The cost to us, the local taxpayers, would be $800,000.

It’s not a bad free money to grant money ratio - but we don’t have it.

The current reserves set aside for the Keremeos pool is about $149,000, which means we would have to tax for the rest. Of course it wouldn’t be one sum, we’re guessing, it would be a loan probably to be paid over 20 years.

For perspective the loan for the new fire truck was $350,000 and the department had about $180,000 in reserves to help pay for the truck, which will cost over $500,000. For the average homeowner the cost for the loan is between $9 and $12 a year.

Although that’s less than a cup of coffee a month there was still resistance to take a loan out for a truck that was aging out and had experienced previous problems.

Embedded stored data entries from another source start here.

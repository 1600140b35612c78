//! Defines application business models.

use crate::PER_PAGE;
use serde::{Deserialize, Serialize};
use serde_with::{serde_as, DisplayFromStr};
use validify::Validate;

pub mod account;
pub mod company;
pub mod employee;

/// Used to obtain paginated lists with the total number of items in
/// the tables.
#[derive(Debug, Serialize)]
pub struct List<T> {
    /// Total amount of records, across all pages.
    pub total: usize,

    /// The current page, starting from 1.
    pub page: usize,

    pub per_page: usize,

    /// The last page that can contain items. Always at least 1.
    pub last_page: usize,

    pub items: Vec<T>,
}

impl<T> List<T> {
    pub fn new(p: Pagination, total: usize, items: Vec<T>) -> Self {
        Self {
            total,
            page: p.page,
            per_page: p.per_page,
            last_page: p.last_page(total),
            items,
        }
    }

    /// Project every item while keeping the pagination metadata.
    pub fn map<U>(self, f: impl FnMut(T) -> U) -> List<U> {
        List {
            total: self.total,
            page: self.page,
            per_page: self.per_page,
            last_page: self.last_page,
            items: self.items.into_iter().map(f).collect(),
        }
    }
}

/// Used to paginate queries.
#[derive(Debug, Clone, Copy, Validate)]
pub struct Pagination {
    /// The limit.
    #[validate(range(min = 1., max = 1000.))]
    pub per_page: usize,

    /// The page, starting from 1.
    #[validate(range(min = 1., max = 100000000.))]
    pub page: usize,
}

impl Pagination {
    pub fn new(per_page: usize, page: usize) -> Self {
        Self { per_page, page }
    }

    /// Pagination with the application wide page size.
    pub fn page(page: usize) -> Self {
        Self::new(PER_PAGE, page)
    }

    /// Returns a tuple whose first element is the LIMIT and second
    /// the OFFSET for the query.
    pub fn to_limit_offset(&self) -> (i64, i64) {
        let Self { page, per_page } = *self;
        let offset = page.saturating_sub(1).saturating_mul(per_page);
        (
            i64::try_from(per_page).unwrap_or(i64::MAX),
            i64::try_from(offset).unwrap_or(i64::MAX),
        )
    }

    /// The number of the last page for `total` records.
    pub fn last_page(&self, total: usize) -> usize {
        total.div_ceil(self.per_page.max(1)).max(1)
    }
}

impl Default for Pagination {
    fn default() -> Self {
        Self::page(1)
    }
}

/// Query parameters of list pages. The page size is fixed, only the page can be chosen.
#[serde_as]
#[derive(Debug, Clone, Copy, Default, Deserialize)]
pub struct PageQuery {
    #[serde_as(as = "Option<DisplayFromStr>")]
    #[serde(default)]
    pub page: Option<usize>,
}

impl From<PageQuery> for Pagination {
    fn from(value: PageQuery) -> Self {
        Pagination::page(value.page.unwrap_or(1))
    }
}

A new pool using rough math skills would be about $22 to $30 a year for the average homeowner.

For some that’s not a lot of money and for others it is especially considering the cost of everything is on the rise.

The other option is a grant that would see the outdoor pool overhauled and it’s life extended 10 to 15 years.

That option would cost taxpayers nothing extra as our portion would be covered by reserves. The pool would get a combined federal and provincial grant for about $500,000 while we would pay about $139,000 from reserves.

There’s no doubt something needs to be done with the pool in Keremeos. It just comes down to how much money we want to pay and when.

T.B.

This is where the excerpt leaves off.